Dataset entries
=== Begin Enclosure ===
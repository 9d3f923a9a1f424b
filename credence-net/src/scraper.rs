//! Page scraper
//!
//! Fetches a page and reduces it to readable text. Absolute hyperlinks are
//! written inline next to their anchor text so that link extraction can
//! still see them, along with the words around them.

use reqwest::Client;
use scraper::{Html, Selector};
use tracing::{debug, warn};

use crate::{is_fetchable, HttpConfig, NetError};

/// Text content scraped from one page
#[derive(Debug, Clone)]
pub struct ScrapedPage {
    /// Page title (if found)
    pub title: Option<String>,
    /// Extracted text with inline links
    pub text: String,
    /// Character count
    pub char_count: usize,
    /// Whether content was truncated
    pub truncated: bool,
}

/// Scrape text content from a URL
pub async fn scrape_url(
    client: &Client,
    url: &str,
    config: &HttpConfig,
) -> Result<ScrapedPage, NetError> {
    if !is_fetchable(url) {
        return Err(NetError::InvalidUrl(url.to_string()));
    }

    debug!("Scraping: {}", url);

    let response = client.get(url).send().await.map_err(|e| {
        if e.is_timeout() {
            NetError::Timeout(config.timeout_secs)
        } else {
            NetError::Request(e)
        }
    })?;

    if !response.status().is_success() {
        warn!("Scrape of {} returned status: {}", url, response.status());
        return Err(NetError::Status {
            url: url.to_string(),
            status: response.status().as_u16(),
        });
    }

    let body = response.text().await?;
    let (title, text) = extract_content(&body);

    let truncated = text.chars().count() > config.max_content_length;
    let final_text = if truncated {
        text.chars().take(config.max_content_length).collect()
    } else {
        text
    };

    Ok(ScrapedPage {
        title,
        char_count: final_text.chars().count(),
        text: final_text,
        truncated,
    })
}

/// Extract title and text content from HTML
pub fn extract_content(html: &str) -> (Option<String>, String) {
    use scraper::node::Node;

    let document = Html::parse_document(html);

    let title = Selector::parse("title").ok().and_then(|selector| {
        document
            .select(&selector)
            .next()
            .map(|el| el.text().collect::<String>().trim().to_string())
    });

    let body = Selector::parse("body")
        .ok()
        .and_then(|selector| document.select(&selector).next());

    let Some(body) = body else {
        return (title, String::new());
    };

    let mut text_parts = Vec::new();

    for node_ref in body.descendants() {
        let in_excluded = || {
            node_ref.ancestors().any(|ancestor| {
                ancestor
                    .value()
                    .as_element()
                    .map(|el| matches!(el.name(), "script" | "style" | "noscript"))
                    .unwrap_or(false)
            })
        };

        match node_ref.value() {
            Node::Text(text_node) => {
                let trimmed = text_node.trim();
                if !trimmed.is_empty() && !in_excluded() {
                    text_parts.push(trimmed.to_string());
                }
            }
            Node::Element(el) if el.name() == "a" => {
                if let Some(href) = el.attr("href").map(str::trim) {
                    if is_fetchable(href) {
                        text_parts.push(href.to_string());
                    }
                }
            }
            _ => {}
        }
    }

    (title, normalize_whitespace(&text_parts.join(" ")))
}

/// Normalize whitespace in text
fn normalize_whitespace(text: &str) -> String {
    text.split_whitespace().collect::<Vec<_>>().join(" ")
}

#[cfg(test)]
mod tests {
    use super::*;

    #[test]
    fn test_extract_content() {
        let html = r#"
            <html>
            <head><title>BTC Weekly</title></head>
            <body>
                <script>var x = 1;</script>
                <h1>Bitcoin outlook</h1>
                <p>Support holds at 60k.</p>
                <style>.x { color: red; }</style>
            </body>
            </html>
        "#;

        let (title, text) = extract_content(html);

        assert_eq!(title, Some("BTC Weekly".to_string()));
        assert!(text.contains("Bitcoin outlook"));
        assert!(text.contains("Support holds"));
        assert!(!text.contains("var x"));
        assert!(!text.contains("color: red"));
    }

    #[test]
    fn test_absolute_links_kept_inline() {
        let html = r#"
            <html><body>
                <p>Read the <a href="https://messari.io/report/eth">full research report</a> today.</p>
                <a href="/relative/path">relative</a>
                <a href="mailto:desk@example.com">mail</a>
            </body></html>
        "#;

        let (_, text) = extract_content(html);

        assert!(text.contains("https://messari.io/report/eth full research report"));
        assert!(!text.contains("/relative/path"));
        assert!(!text.contains("mailto:"));
    }

    #[test]
    fn test_normalize_whitespace() {
        let input = "  hello   world  \n\t  test  ";
        let output = normalize_whitespace(input);
        assert_eq!(output, "hello world test");
    }
}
=== End Enclosure ===
§ **Problem to work on**
Return each line above exactly.

§ **Response to this task**
repository 9d3f923a9a1f424b
filename credence-net/src/scraper.rs
//! Page scraper
//!
//! Fetches a page and reduces it to readable text. Absolute hyperlinks are
//! written inline next to their anchor text so that link extraction can
//! still see them, along with the words around them.

use reqwest::Client;
use scraper::{Html, Selector};
use tracing::{debug, warn};

use crate::{is_fetchable, HttpConfig, NetError};

/// Text content scraped from one page
#[derive(Debug, Clone)]
pub struct ScrapedPage {
    /// Page title (if found)
    pub title: Option<String>,
    /// Extracted text with inline links
    pub text: String,
    /// Character count
    pub char_count: usize,
    /// Whether content was truncated
    pub truncated: bool,
}

/// Scrape text content from a URL
pub async fn scrape_url(
    client: &Client,
    url: &str,
    config: &HttpConfig,
) -> Result<ScrapedPage, NetError> {
    if !is_fetchable(url) {
        return Err(NetError::InvalidUrl(url.to_string()));
    }

    debug!("Scraping: {}", url);

    let response = client.get(url).send().await.map_err(|e| {
        if e.is_timeout() {
            NetError::Timeout(config.timeout_secs)
        } else {
            NetError::Request(e)
        }
    })?;

    if !response.status().is_success() {
        warn!("Scrape of {} returned status: {}", url, response.status());
        return Err(NetError::Status {
            url: url.to_string(),
            status: response.status().as_u16(),
        });
    }

    let body = response.text().await?;
    let (title, text) = extract_content(&body);

    let truncated = text.chars().count() > config.max_content_length;
    let final_text = if truncated {
        text.chars().take(config.max_content_length).collect()
    } else {
        text
    };

    Ok(ScrapedPage {
        title,
        char_count: final_text.chars().count(),
        text: final_text,
        truncated,
    })
}

/// Extract title and text content from HTML
pub fn extract_content(html: &str) -> (Option<String>, String) {
    use scraper::node::Node;

    let document = Html::parse_document(html);

    let title = Selector::parse("title").ok().and_then(|selector| {
        document
            .select(&selector)
            .next()
            .map(|el| el.text().collect::<String>().trim().to_string())
    });

    let body = Selector::parse("body")
        .ok()
        .and_then(|selector| document.select(&selector).next());

    let Some(body) = body else {
        return (title, String::new());
    };

    let mut text_parts = Vec::new();

    for node_ref in body.descendants() {
        let in_excluded = || {
            node_ref.ancestors().any(|ancestor| {
                ancestor
                    .value()
                    .as_element()
                    .map(|el| matches!(el.name(), "script" | "style" | "noscript"))
                    .unwrap_or(false)
            })
        };

        match node_ref.value() {
            Node::Text(text_node) => {
                let trimmed = text_node.trim();
                if !trimmed.is_empty() && !in_excluded() {
                    text_parts.push(trimmed.to_string());
                }
            }
            Node::Element(el) if el.name() == "a" => {
                if let Some(href) = el.attr("href").map(str::trim) {
                    if is_fetchable(href) {
                        text_parts.push(href.to_string());
                    }
                }
            }
            _ => {}
        }
    }

    (title, normalize_whitespace(&text_parts.join(" ")))
}

/// Normalize whitespace in text
fn normalize_whitespace(text: &str) -> String {
    text.split_whitespace().collect::<Vec<_>>().join(" ")
}

#[cfg(test)]
mod tests {
    use super::*;

    #[test]
    fn test_extract_content() {
        let html = r#"
            <html>
            <head><title>BTC Weekly</title></head>
            <body>
                <script>var x = 1;</script>
                <h1>Bitcoin outlook</h1>
                <p>Support holds at 60k.</p>
                <style>.x { color: red; }</style>
            </body>
            </html>
        "#;

        let (title, text) = extract_content(html);

        assert_eq!(title, Some("BTC Weekly".to_string()));
        assert!(text.contains("Bitcoin outlook"));
        assert!(text.contains("Support holds"));
        assert!(!text.contains("var x"));
        assert!(!text.contains("color: red"));
    }

    #[test]
    fn test_absolute_links_kept_inline() {
        let html = r#"
            <html><body>
                <p>Read the <a href="https://messari.io/report/eth">full research report</a> today.</p>
                <a href="/relative/path">relative</a>
                <a href="mailto:desk@example.com">mail</a>
            </body></html>
        "#;

        let (_, text) = extract_content(html);

        assert!(text.contains("https://messari.io/report/eth full research report"));
        assert!(!text.contains("/relative/path"));
        assert!(!text.contains("mailto:"));
    }

    #[test]
    fn test_normalize_whitespace() {
        let input = "  hello   world  \n\t  test  ";
        let output = normalize_whitespace(input);
        assert_eq!(output, "hello world test");
    }
}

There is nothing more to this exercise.